Bulgarian zucchini for the winter: marinating recipes with photos and videos
Interesting recipes with photos of s alting can be found in various sources: books, websites, magazines. Bulgarian pickled zucchini for the winter will appeal to those who love unusual snacks and do not want to spend a lot of time preparing them. They taste sweet and sour, they can be eaten with any side dish, or cooked from them pizza, pies.
You can pickle any variety, young or mature, with or without skin. All recipes differ in certain features, but the cooking technique is the same. To make zucchini in jars delicious, you need to study it.
Snack Ingredients
Marinated zucchini is prepared with fresh vegetables, s alt, vinegar, sugar, garlic and herbs.
Number of products per 3 liter jar:
- One and a half kilograms of zucchini;
- 3 pieces of garlic;
- One liter of water;
- S alt 1-2 large spoons;
- Sugar 150 grams;
- Vinegar regular 130 grams;
- Laurel leaves;
- Currant, raspberry leaves;
- Black peppercorns;
- Dill two or three branches, parsley, any greens;
- A little hot pepper for seasoning.
Wash vegetables and herbs, clean from stains, rot, yellowness. Peel and wash the garlic. All vegetables can be washed with baking soda, as this product has a disinfectant property and does not leave an unpleasant odor. Soda is not expensive, and any housewife has it in the kitchen.
If the vegetables are not young, then it is better to clean the skin, because it is already tough. Cooking rules are simple. To make zucchini tasty and stored as long as possible, you need to study these rules.
Cooking rules
Zucchini, which are prepared for the winter without sterilization, resemble an old Soviet-era snack. It does not need to be sterilized, so it is done very quickly.
After the vegetables are washed in cool water with a sponge, peeled, they will need to be cut. Cut into circles of medium thickness. It is necessary to let them dry a little, and then fry in a pan in vegetable oil on all sides. The oil should drain.
This operation is followed by sterilization of jars. They should be washed well in hot water, then held over steam, scalded with boiling water. Leave to drain on dry material. Lids are also poured with boiling water and dried.
Greens are sorted from dry and yellowed branches, washed and dried. The garlic is peeled and divided into cloves. They need to fill the bottom of the jars. Then lay the zucchini so that they look beautiful and original.
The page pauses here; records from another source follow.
//! Command-line interface implementation
//!
//! This module provides the CLI entry point and dispatches to submodules
//! for specific command implementations.

mod history;
mod puzzle;
mod render;
mod show;

use clap::{Args, Parser, Subcommand};
use std::path::{Path, PathBuf};
use std::process::ExitCode;

use crate::config::{load_settings, merge_overrides, Settings, SettingsOverrides, MAX_PIXEL_SIZE};
use crate::engine::MatrixEditor;
use crate::puzzle::Difficulty;
use crate::store::{FileStore, KeyValueStore, MemoryStore};

pub use history::HistoryAction;

pub(crate) const EXIT_SUCCESS: u8 = 0;
pub(crate) const EXIT_ERROR: u8 = 1;
pub(crate) const EXIT_INVALID_ARGS: u8 = 2;

/// Pixel Matrix - color-by-number grids rendered to PNG
#[derive(Parser)]
#[command(name = "pxm")]
#[command(about = "Pixel Matrix - load color-by-number grids, paint them and export PNG")]
#[command(version)]
pub struct Cli {
    /// Settings file (default: pxm.toml found upward from the current directory)
    #[arg(long, global = true, value_name = "FILE")]
    pub config: Option<PathBuf>,

    /// Directory holding the persisted history
    #[arg(long, global = true, value_name = "DIR")]
    pub store: Option<PathBuf>,

    #[command(subcommand)]
    pub command: Commands,
}

/// Display flags shared by the commands that draw a grid
#[derive(Args, Debug, Clone, Default)]
pub struct ViewArgs {
    /// Show palette colors instead of the edit view
    #[arg(long)]
    pub preview: bool,

    /// Draw cell values on top of the cells (edit view only)
    #[arg(long)]
    pub labels: bool,
}

#[derive(Subcommand)]
pub enum Commands {
    /// Render a configuration to PNG
    Render {
        /// Configuration file (JSON with numColorMap, borderColorMap, matrix)
        input: PathBuf,

        /// Output file or directory (default: pixel-matrix.png)
        #[arg(short, long)]
        output: Option<PathBuf>,

        #[command(flatten)]
        view: ViewArgs,

        /// Cell size in pixels before zoom
        #[arg(long, value_parser = clap::value_parser!(u32).range(1..=MAX_PIXEL_SIZE as i64))]
        pixel_size: Option<u32>,

        /// Zoom scale (clamped to 0.5-3.0)
        #[arg(long, default_value = "1.0")]
        zoom: f32,

        /// Strict mode: treat warnings as errors
        #[arg(long)]
        strict: bool,
    },

    /// Apply paint actions to a configuration and export the result
    Paint {
        /// Configuration file
        input: PathBuf,

        /// Color to paint with: a palette color or a numeric palette key
        #[arg(long)]
        color: String,

        /// Cell to paint as ROW,COL (repeatable, applied in order)
        #[arg(long = "at", value_name = "ROW,COL", required = true, value_parser = parse_coord)]
        at: Vec<(usize, usize)>,

        /// Output file or directory (default: pixel-matrix.png)
        #[arg(short, long)]
        output: Option<PathBuf>,

        #[command(flatten)]
        view: ViewArgs,
    },

    /// Display a configuration in the terminal
    Show {
        /// Configuration file
        input: PathBuf,

        #[command(flatten)]
        view: ViewArgs,
    },

    /// Load a configuration into the persisted history
    Load {
        /// Configuration file
        input: PathBuf,
    },

    /// List, rename or export history entries
    History {
        #[command(subcommand)]
        action: HistoryAction,
    },

    /// Play the sliding-tile puzzle
    Puzzle {
        /// Board size preset: easy (3x3), medium (4x4) or hard (5x5)
        #[arg(long, default_value = "easy")]
        difficulty: Difficulty,

        /// Seed for a reproducible shuffle
        #[arg(long)]
        seed: Option<u64>,
    },
}

/// Parse a `ROW,COL` coordinate.
fn parse_coord(s: &str) -> Result<(usize, usize), String> {
    let (row, col) =
        s.split_once(',').ok_or_else(|| format!("expected ROW,COL, got '{}'", s))?;
    let parse = |part: &str| {
        part.trim().parse::<usize>().map_err(|_| format!("invalid coordinate '{}' in '{}'", part, s))
    };
    Ok((parse(row)?, parse(col)?))
}

/// Settings with CLI overrides applied, or an exit code on failure.
pub(crate) fn resolve_settings(
    config: Option<&Path>,
    overrides: &SettingsOverrides,
) -> Result<Settings, ExitCode> {
    match load_settings(config) {
        Ok(mut settings) => {
            merge_overrides(&mut settings, overrides);
            Ok(settings)
        }
        Err(e) => {
            eprintln!("Error: {}", e);
            Err(ExitCode::from(EXIT_ERROR))
        }
    }
}

/// Build an editor backed by the persisted history.
pub(crate) fn persistent_editor(settings: &Settings) -> Result<MatrixEditor, ExitCode> {
    let dir = settings.history.dir.clone().unwrap_or_else(FileStore::default_dir);
    log::debug!("history store at {}", dir.display());
    open_editor(Box::new(FileStore::new(dir)), settings)
}

/// Build an editor whose history lives only for this process.
pub(crate) fn scratch_editor(settings: &Settings) -> Result<MatrixEditor, ExitCode> {
    open_editor(Box::new(MemoryStore::new()), settings)
}

fn open_editor(store: Box<dyn KeyValueStore>, settings: &Settings) -> Result<MatrixEditor, ExitCode> {
    MatrixEditor::new(store, settings).map_err(|e| {
        eprintln!("Error: {}", e);
        ExitCode::from(EXIT_ERROR)
    })
}

/// Read and load a configuration file into `editor`.
pub(crate) fn load_input(editor: &mut MatrixEditor, input: &Path) -> Result<(), ExitCode> {
    let text = match std::fs::read_to_string(input) {
        Ok(t) => t,
        Err(e) => {
            eprintln!("Error: Cannot open input file '{}': {}", input.display(), e);
            return Err(ExitCode::from(EXIT_INVALID_ARGS));
        }
    };
    match editor.load_config(&text) {
        Ok(_) => Ok(()),
        Err(e) => {
            eprintln!("Error: {}: {}", input.display(), e);
            Err(ExitCode::from(EXIT_ERROR))
        }
    }
}

/// Run the CLI application
pub fn run() -> ExitCode {
    let cli = Cli::parse();
    let config = cli.config.as_deref();
    let store = cli.store.clone();

    match cli.command {
        Commands::Render { input, output, view, pixel_size, zoom, strict } => {
            let overrides = SettingsOverrides {
                pixel_size,
                labels: view.labels.then_some(true),
                store_dir: store,
            };
            render::run_render(&input, output.as_deref(), config, &overrides, view.preview, zoom, strict)
        }
        Commands::Paint { input, color, at, output, view } => {
            let overrides = SettingsOverrides {
                labels: view.labels.then_some(true),
                store_dir: store,
                ..Default::default()
            };
            render::run_paint(&input, &color, &at, output.as_deref(), config, &overrides, view.preview)
        }
        Commands::Show { input, view } => {
            let overrides = SettingsOverrides {
                labels: view.labels.then_some(true),
                store_dir: store,
                ..Default::default()
            };
            show::run_show(&input, config, &overrides, view.preview)
        }
        Commands::Load { input } => {
            let overrides = SettingsOverrides { store_dir: store, ..Default::default() };
            history::run_load(&input, config, &overrides)
        }
        Commands::History { action } => {
            let overrides = SettingsOverrides { store_dir: store, ..Default::default() };
            history::run_history(action, config, &overrides)
        }
        Commands::Puzzle { difficulty, seed } => puzzle::run_puzzle(difficulty, seed),
    }
}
You still need to cook the marinade. Boil water, add s alt, sugar, dill, hot pepper, raspberry or currant leaves. Boil the brine for 6-7 minutes. Then let it stand for a while, and fill the jars with it to the top.
The lids are screwed on and turned over on the floor until completely cool. Then put on the shelves of the refrigerator. And after three months you can try the finished snack.
Various secrets
Basically, the secret of delicious zucchini lies in the marinade. Canned zucchini have a special taste and aroma, they are crunchy and have a unique sourness.
When adding the marinade to the zucchini, it is better not to mix them too much, do not crush the vegetables. If vinegar is nevertheless added, then in small quantities, and at the end of cooking. Sugar should be more than s alt.
Greens for taste must be added, it always adds piquancy and an unforgettable aroma. It can be just dill, or parsley, cilantro, celery, horseradish, lemon balm, basil.
After closing the lids, it is better to cover the jars with a towel or blanket. So they will be protected from light and sudden cooling. After the jars have cooled, they are best stored in the refrigerator in the winter. This will keep them fresh longer and prevent them from getting moldy.
Lids every time to buy new ones in the store so that harmful bacteria and fungi do not start. They must be metal, strong, well screwed.
Bulgarian-style marinated zucchini is an easy way to preserve a rich harvest for the winter, as well as treat yourself to an original snack. Learn the rules of harvesting and get started.